(Exercise data)

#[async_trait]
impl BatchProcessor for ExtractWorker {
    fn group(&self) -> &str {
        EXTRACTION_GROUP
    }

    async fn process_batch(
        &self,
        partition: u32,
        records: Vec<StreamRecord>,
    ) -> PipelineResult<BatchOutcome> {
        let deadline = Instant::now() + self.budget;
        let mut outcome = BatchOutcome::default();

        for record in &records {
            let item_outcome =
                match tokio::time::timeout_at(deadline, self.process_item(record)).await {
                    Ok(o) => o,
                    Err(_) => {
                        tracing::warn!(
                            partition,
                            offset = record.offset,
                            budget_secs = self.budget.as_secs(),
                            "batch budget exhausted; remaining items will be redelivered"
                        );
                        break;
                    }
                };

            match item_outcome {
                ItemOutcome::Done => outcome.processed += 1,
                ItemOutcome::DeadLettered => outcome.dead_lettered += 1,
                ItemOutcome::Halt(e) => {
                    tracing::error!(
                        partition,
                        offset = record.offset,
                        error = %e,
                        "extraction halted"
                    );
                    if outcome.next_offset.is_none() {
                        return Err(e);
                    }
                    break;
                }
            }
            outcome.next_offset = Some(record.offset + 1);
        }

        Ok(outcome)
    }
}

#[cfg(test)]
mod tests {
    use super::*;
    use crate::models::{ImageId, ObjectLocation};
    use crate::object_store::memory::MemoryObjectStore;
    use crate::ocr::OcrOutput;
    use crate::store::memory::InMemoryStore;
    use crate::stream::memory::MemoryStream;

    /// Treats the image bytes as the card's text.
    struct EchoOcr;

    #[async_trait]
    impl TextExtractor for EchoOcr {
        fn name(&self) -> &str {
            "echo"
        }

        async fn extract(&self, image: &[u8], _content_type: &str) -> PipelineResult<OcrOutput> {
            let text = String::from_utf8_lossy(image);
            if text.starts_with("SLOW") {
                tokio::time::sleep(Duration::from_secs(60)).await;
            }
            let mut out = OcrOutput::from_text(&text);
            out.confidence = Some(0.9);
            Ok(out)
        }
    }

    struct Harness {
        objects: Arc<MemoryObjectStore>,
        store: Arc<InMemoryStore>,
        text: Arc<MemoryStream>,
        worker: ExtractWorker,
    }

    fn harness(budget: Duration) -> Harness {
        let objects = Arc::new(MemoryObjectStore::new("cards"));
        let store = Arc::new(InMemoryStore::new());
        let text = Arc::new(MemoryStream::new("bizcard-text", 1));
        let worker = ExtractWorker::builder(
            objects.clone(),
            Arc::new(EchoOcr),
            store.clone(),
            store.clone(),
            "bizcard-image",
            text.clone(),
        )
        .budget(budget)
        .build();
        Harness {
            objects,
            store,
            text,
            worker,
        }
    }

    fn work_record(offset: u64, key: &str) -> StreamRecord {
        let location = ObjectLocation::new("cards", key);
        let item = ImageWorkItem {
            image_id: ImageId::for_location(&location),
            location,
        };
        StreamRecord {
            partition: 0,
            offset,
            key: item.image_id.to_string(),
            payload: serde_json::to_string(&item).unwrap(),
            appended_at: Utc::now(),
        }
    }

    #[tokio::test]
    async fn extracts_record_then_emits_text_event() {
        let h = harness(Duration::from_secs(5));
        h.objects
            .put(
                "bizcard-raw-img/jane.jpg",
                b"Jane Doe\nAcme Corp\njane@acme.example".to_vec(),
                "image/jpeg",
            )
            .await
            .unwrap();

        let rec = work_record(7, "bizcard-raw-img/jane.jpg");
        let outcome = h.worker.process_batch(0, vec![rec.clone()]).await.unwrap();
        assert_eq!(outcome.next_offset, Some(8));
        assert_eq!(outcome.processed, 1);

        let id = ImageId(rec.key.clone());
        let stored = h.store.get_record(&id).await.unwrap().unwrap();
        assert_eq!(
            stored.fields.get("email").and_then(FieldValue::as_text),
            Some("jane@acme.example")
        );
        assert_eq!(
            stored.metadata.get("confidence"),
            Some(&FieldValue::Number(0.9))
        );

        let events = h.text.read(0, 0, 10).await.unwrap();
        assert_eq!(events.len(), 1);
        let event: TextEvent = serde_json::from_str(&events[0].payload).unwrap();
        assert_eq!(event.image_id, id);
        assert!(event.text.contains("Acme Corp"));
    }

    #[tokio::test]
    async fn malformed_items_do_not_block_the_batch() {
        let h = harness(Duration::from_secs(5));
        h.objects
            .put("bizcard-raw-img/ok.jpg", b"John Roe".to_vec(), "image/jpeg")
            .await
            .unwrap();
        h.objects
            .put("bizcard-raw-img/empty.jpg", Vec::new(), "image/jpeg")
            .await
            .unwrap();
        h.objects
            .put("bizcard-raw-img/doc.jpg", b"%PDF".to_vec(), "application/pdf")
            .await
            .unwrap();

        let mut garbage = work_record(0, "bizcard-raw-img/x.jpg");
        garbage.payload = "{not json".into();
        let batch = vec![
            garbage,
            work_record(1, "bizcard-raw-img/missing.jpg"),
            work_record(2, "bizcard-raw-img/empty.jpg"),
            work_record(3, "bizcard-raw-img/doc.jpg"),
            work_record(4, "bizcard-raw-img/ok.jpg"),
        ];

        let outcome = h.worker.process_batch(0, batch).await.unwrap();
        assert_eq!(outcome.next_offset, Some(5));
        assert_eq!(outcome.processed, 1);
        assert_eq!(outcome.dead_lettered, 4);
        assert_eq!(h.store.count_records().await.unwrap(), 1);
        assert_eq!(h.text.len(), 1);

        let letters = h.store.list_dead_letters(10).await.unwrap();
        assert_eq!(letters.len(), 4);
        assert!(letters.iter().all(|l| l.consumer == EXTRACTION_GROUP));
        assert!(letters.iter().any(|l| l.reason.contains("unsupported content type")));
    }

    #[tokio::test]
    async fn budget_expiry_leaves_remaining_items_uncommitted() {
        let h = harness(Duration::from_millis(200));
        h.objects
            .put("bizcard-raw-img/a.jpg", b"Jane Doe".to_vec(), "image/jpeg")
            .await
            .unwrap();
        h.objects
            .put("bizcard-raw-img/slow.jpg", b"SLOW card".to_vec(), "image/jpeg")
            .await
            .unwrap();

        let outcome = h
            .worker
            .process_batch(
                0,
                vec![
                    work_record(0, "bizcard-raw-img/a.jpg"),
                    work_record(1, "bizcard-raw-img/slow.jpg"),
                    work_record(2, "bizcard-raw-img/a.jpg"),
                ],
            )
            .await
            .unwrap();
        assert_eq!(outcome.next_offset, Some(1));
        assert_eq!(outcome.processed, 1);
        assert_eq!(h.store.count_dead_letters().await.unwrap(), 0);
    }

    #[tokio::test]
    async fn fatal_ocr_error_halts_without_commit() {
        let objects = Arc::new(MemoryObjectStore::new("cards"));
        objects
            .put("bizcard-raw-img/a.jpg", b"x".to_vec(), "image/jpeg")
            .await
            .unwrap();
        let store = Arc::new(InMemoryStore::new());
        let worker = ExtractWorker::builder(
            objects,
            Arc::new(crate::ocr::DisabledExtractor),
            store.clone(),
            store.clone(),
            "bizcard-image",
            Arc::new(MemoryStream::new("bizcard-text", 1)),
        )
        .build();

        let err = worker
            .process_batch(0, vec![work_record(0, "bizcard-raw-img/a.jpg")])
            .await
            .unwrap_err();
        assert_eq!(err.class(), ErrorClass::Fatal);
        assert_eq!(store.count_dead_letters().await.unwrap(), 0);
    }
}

(End Exercise data)

## [Assigned task]
Search term "garbage": return each line of the data that contains it.

## [Output of the exercise]
        let mut garbage = work_record(0, "bizcard-raw-img/x.jpg");
        garbage.payload = "{not json".into();
            garbage,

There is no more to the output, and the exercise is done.